Die männliche Glatze als Einstiegswalzer

Kultur / 10.04.2025 • 12:19 Uhr
Wolfgang Hermann
Wolfgang Hermann: “Herr Faustini lässt mich noch nicht los. Aber ich werde auch andere Charaktere durchs Leben begleiten”. roland paulitsch

Wolfgang Hermann veröffentlichte den sechsten Band seiner Faustini-Reihe.


Dornbirn/Wien Mit einer Figur steht das Schaffen des Autors Wolfgang Hermann in einer besonderen Verbindung: dem liebenswürdigen Sonderling Herr Faustini. 2006 erschien mit „Herr Faustini verreist“ der erste Band. Knapp 20 Jahre später ist mit „Herr Faustini und die Glatze der Welt“ der sechste Band erschienen. Schreiben ist Bilder in Folge zu bringen, sagte der 64-jährige, in Wien lebende Vorarlberger einmal. Nirgends passt dieser Satz besser als zu Hermanns Eigenbrötler. Nur so vermag es der vielfach ausgezeichnete Literat, die gewöhnlichen Alltäglichkeiten detailreich zum Leben zu erwecken. Mehr noch: einen Sog zu erzeugen, der Spannung in das unaufgeregte Dasein bringt. Hermann erschafft eine Welt, die den kleinen Dingen Farbe gibt. So entstehen beim Lesen die Abenteuer im Kopf. Wären wir nicht alle gerne ein klein bisschen wie Herr Faustini?

Wie viel Herr Faustini steckt in Ihnen? Oder ist er ein Seelenverwandter?

Herr Faustini hat mich damals in meiner dunkelsten Zeit aus einem schwarzen Schacht gezogen. Dafür werde ich ihm immer dankbar sein. Er besucht mich von Zeit zu Zeit und bereitet mir Freude. Es scheint, ich komme nicht mehr von ihm los. Und wie das bei engen Beziehungen so ist, vermengen sich zwei Seelen nach und nach.

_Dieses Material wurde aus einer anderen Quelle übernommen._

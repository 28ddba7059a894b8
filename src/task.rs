//! Units of work and the handlers that process them.

use super::{
    errors::TaskError,
    handle::Completion,
    result::TaskResult,
};
use std::{
    any::Any,
    future::Future,
    sync::Arc,
};
use futures::future::BoxFuture;
use parking_lot::Mutex;
use tokio::sync::oneshot;


struct Slot<T> {
    sender: Option<oneshot::Sender<TaskResult<T>>>,
    answered: bool,
}

/// Write side of a task's completion channel.
///
/// Holds at most one pending write. The pool keeps its own reference to the
/// slot so it can report a failure when the handler could not respond.
pub struct Responder<T> {
    slot: Arc<Mutex<Slot<T>>>,
}

impl<T> Responder<T> {
    fn pair() -> (Self, Completion<T>) {
        let (tx, rx) = oneshot::channel();
        (Self::with_sender(Some(tx)), Completion::new(rx))
    }

    fn detached() -> Self {
        Self::with_sender(None)
    }

    fn with_sender(sender: Option<oneshot::Sender<TaskResult<T>>>) -> Self {
        Self {
            slot: Arc::new(Mutex::new(Slot { sender, answered: false })),
        }
    }

    pub(crate) fn share(&self) -> Self {
        Self { slot: Arc::clone(&self.slot) }
    }

    /// Writes the result. Returns `false` if a result was already written,
    /// the task is detached, or the caller dropped its [`Completion`].
    pub fn send(&self, value: T) -> bool {
        self.settle(Ok(value))
    }

    pub fn fail(&self, err: TaskError) -> bool {
        self.settle(Err(err))
    }

    /// `true` once a value or an error has been written.
    pub fn is_answered(&self) -> bool {
        self.slot.lock().answered
    }

    /// `true` once nothing written here can reach a caller anymore.
    pub fn is_closed(&self) -> bool {
        self.slot.lock().sender.as_ref().map_or(true, |tx| tx.is_closed())
    }

    fn settle(&self, result: TaskResult<T>) -> bool {
        let sender = {
            let mut slot = self.slot.lock();
            let sender = slot.sender.take();
            if sender.is_some() {
                slot.answered = true;
            }
            sender
        };
        match sender {
            Some(tx) => tx.send(result).is_ok(),
            None => false,
        }
    }
}

/// A unit of work: an input payload plus the responder for its result.
pub struct Task<I, O> {
    pub input: I,
    pub output: Responder<O>,
    worker: Option<usize>,
}

impl<I, O> Task<I, O> {
    /// Creates a task together with the completion its result arrives on.
    pub fn new(input: I) -> (Self, Completion<O>) {
        let (output, completion) = Responder::pair();
        (Self { input, output, worker: None }, completion)
    }

    /// Creates a task nobody waits on; responding to it is a no-op.
    pub fn detached(input: I) -> Self {
        Self {
            input,
            output: Responder::detached(),
            worker: None,
        }
    }

    #[inline]
    pub fn respond(self, value: O) -> bool {
        self.output.send(value)
    }

    /// Index of the worker running this task, `None` until dispatched.
    #[inline]
    pub fn worker_id(&self) -> Option<usize> {
        self.worker
    }

    pub fn into_parts(self) -> (I, Responder<O>) {
        (self.input, self.output)
    }

    pub(crate) fn assign(&mut self, worker: usize) {
        self.worker = Some(worker);
    }
}

/// Handler invoked by a worker for every task it dequeues.
///
/// Implemented for every `Fn(Task<I, O>) -> impl Future<Output = ()>`.
/// The handler is shared by all workers and may run concurrently with itself.
pub trait TaskFunc<I, O>: Send + Sync + 'static {
    fn call(&self, task: Task<I, O>) -> BoxFuture<'static, ()>;
}

impl<I, O, F, Fut> TaskFunc<I, O> for F
where
    F: Fn(Task<I, O>) -> Fut + Send + Sync + 'static,
    Fut: Future<Output = ()> + Send + 'static,
{
    fn call(&self, task: Task<I, O>) -> BoxFuture<'static, ()> {
        Box::pin(self(task))
    }
}

/// Adapts a synchronous handler: each call runs on tokio's blocking pool
/// while the worker that dequeued the task waits for it.
pub struct Blocking<F>(Arc<F>);

impl<F> Blocking<F> {
    pub fn new(f: F) -> Self {
        Self(Arc::new(f))
    }
}

impl<I, O, F> TaskFunc<I, O> for Blocking<F>
where
    I: Send + 'static,
    O: Send + 'static,
    F: Fn(Task<I, O>) + Send + Sync + 'static,
{
    fn call(&self, task: Task<I, O>) -> BoxFuture<'static, ()> {
        let f = Arc::clone(&self.0);
        Box::pin(async move {
            if let Err(err) = tokio::task::spawn_blocking(move || f(task)).await {
                // surface the panic to the worker's recovery boundary
                if err.is_panic() {
                    std::panic::resume_unwind(err.into_panic());
                }
            }
        })
    }
}

pub(crate) fn panic_message(payload: &(dyn Any + Send)) -> String {
    if let Some(msg) = payload.downcast_ref::<&str>() {
        (*msg).to_string()
    } else if let Some(msg) = payload.downcast_ref::<String>() {
        msg.clone()
    } else {
        "non-string panic payload".to_string()
    }
}


#[cfg(test)]
mod tests {
    use super::*;

    #[tokio::test]
    async fn responder_writes_once() {
        let (task, completion) = Task::<u8, u8>::new(1);
        let second = task.output.share();
        assert!(task.respond(7));
        assert!(!second.send(8));
        assert!(second.is_closed());
        assert_eq!(completion.await, Ok(7));
    }

    #[test]
    fn detached_task_is_closed() {
        let task = Task::<(), u8>::detached(());
        assert!(task.output.is_closed());
        assert!(!task.respond(1));
    }

    #[tokio::test]
    async fn dropped_task_abandons_completion() {
        let (task, completion) = Task::<(), u8>::new(());
        drop(task);
        assert_eq!(completion.await, Err(TaskError::Abandoned));
    }

    #[test]
    fn responder_tracks_answer() {
        let (task, _completion) = Task::<u8, u8>::new(1);
        let (input, output) = task.into_parts();
        assert_eq!(input, 1);
        assert!(!output.is_answered());
        assert!(output.fail(TaskError::NoResponse));
        assert!(output.is_answered());
        assert!(!output.send(2));

        let detached = Task::<u8, u8>::detached(0);
        assert!(!detached.output.is_answered());
    }

    #[tokio::test]
    async fn try_result_hands_back_pending_completion() {
        let (task, completion) = Task::<u8, u8>::new(3);
        let completion = match completion.try_result() {
            Err(pending) => pending,
            Ok(result) => panic!("result before respond: {result:?}"),
        };

        assert!(task.respond(3));
        assert_eq!(completion.await, Ok(3));
    }

    #[test]
    fn try_result_takes_ready_result() {
        let (task, completion) = Task::<u8, u8>::new(3);
        assert!(task.respond(3));
        assert!(matches!(completion.try_result(), Ok(Ok(3))));

        let (task, completion) = Task::<u8, u8>::new(4);
        drop(task);
        assert!(matches!(completion.try_result(), Ok(Err(TaskError::Abandoned))));
    }

    #[test]
    fn panic_message_variants() {
        assert_eq!(panic_message(&"boom"), "boom");
        assert_eq!(panic_message(&String::from("bang")), "bang");
        assert_eq!(panic_message(&42u32), "non-string panic payload");
    }
}
use super::{
    errors::TaskError,
    result::TaskResult,
};
use std::{
    future::Future,
    pin::Pin,
    task::{Context, Poll}
};
use tokio::{
    sync::oneshot::{self, error::TryRecvError},
    time::Duration,
};


/// Caller side of a task's completion channel.
///
/// Resolves to whatever the handler responded with, or to a [`TaskError`]
/// when the pool had to give up on the task. A completion whose responder
/// vanished without writing resolves to [`TaskError::Abandoned`].
#[derive(Debug)]
pub struct Completion<T> {
    receiver: oneshot::Receiver<TaskResult<T>>,
}

impl<T> Completion<T> {

    pub(crate) fn new(receiver: oneshot::Receiver<TaskResult<T>>) -> Self {
        Self { receiver }
    }

    /// Takes the result if it is already there, without waiting.
    /// Hands the completion back when the task has not finished yet.
    pub fn try_result(mut self) -> Result<TaskResult<T>, Self> {
        match self.receiver.try_recv() {
            Ok(result) => Ok(result),
            Err(TryRecvError::Empty) => Err(self),
            Err(TryRecvError::Closed) => Ok(Err(TaskError::Abandoned)),
        }
    }

    pub async fn await_timeout(self, timeout: Duration) -> TaskResult<T> {
        match tokio::time::timeout(timeout, self.receiver).await {
            Ok(Ok(result)) => result,
            Ok(Err(_)) => Err(TaskError::Abandoned),
            Err(_) => Err(TaskError::Timeout(timeout)),
        }
    }
}

impl<T> Future for Completion<T> {
    type Output = TaskResult<T>;

    fn poll(self: Pin<&mut Self>, cx: &mut Context<'_>) -> Poll<Self::Output> {
        let this = self.get_mut();
        match Pin::new(&mut this.receiver).poll(cx) {
            Poll::Ready(res) => Poll::Ready(res.unwrap_or(Err(TaskError::Abandoned))),
            Poll::Pending => Poll::Pending,
        }
    }
}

Der all umspannende Gedanke ist die Parallelität zwischen dem Kahlschlag der Erde und dem Haarverlust der Männer. In welcher Verbindung steht der kauzige Antiheld zu diesem Gedanken? Wie passt das zu Herr Faustini?

Die Theorie von der wahren Ursache der vermehrten Glatzenbildung bei jungen Männern ist natürlich ein kleiner Scherz, der aber etwas in Gang bringt. Wie das so ist, wenn man sein Augenmerk auf etwas legt, sieht man überall Entsprechungen. Die Glatze ist hier der kleine Einstiegswalzer in die Geschichte.

Fürchten Sie sich davor, eine Glatze zu bekommen?

Ich bin schon jenseits der Demarkationslinie. Die Weichen für die Glatze werden meist früher gestellt. Aber wer weiß, welchen Scherz sich das Leben noch mit mir erlauben mag.

Herr Faustini lebt in Hörbranz. Welche Rolle spielt das Ländle in Ihrem Schaffen?

Vorarlberg ist meine Heimat, die eine tragende Rolle in meiner Arbeit spielt. Nicht nur die Faustinis sind hier angesiedelt, sondern die Matrize meiner Bücher ist wohl meine Herkunft von hier.

Und die Sprache? Welche Möglichkeiten eröffnet sie?

Ich denke, es ist wie in der Musik. Schon der erste Ton gibt eine Richtung vor, ob getragen oder heiter. Ich verknüpfe innere Bilder miteinander, ich suche nach dem Sog der Bilder. Das ergibt dann einen Rhythmus, und der geht in Sprache über.

Sie sagten einmal: „Mich interessieren Menschen, denen ich in meinen Büchern ein Leben schenken möchte. Wer könnte das als Nächstes sein?

Herr Faustini lässt mich noch nicht los. Aber ich werde auch andere Charaktere durchs Leben begleiten.

Die Gesellschaft ist im Wandel, der Ton wird rauer: Bräuchte es nicht mehr Menschen wie Herr Faustini auf dieser Welt? Können sie etwas verändern?

Wenn jeder zweite ein Herr Faustini wäre, würde den anderen bald der Spaß am Streit vergehen, denn mit Faustini kann man nicht streiten, dafür geht er zu unschuldig durchs Leben.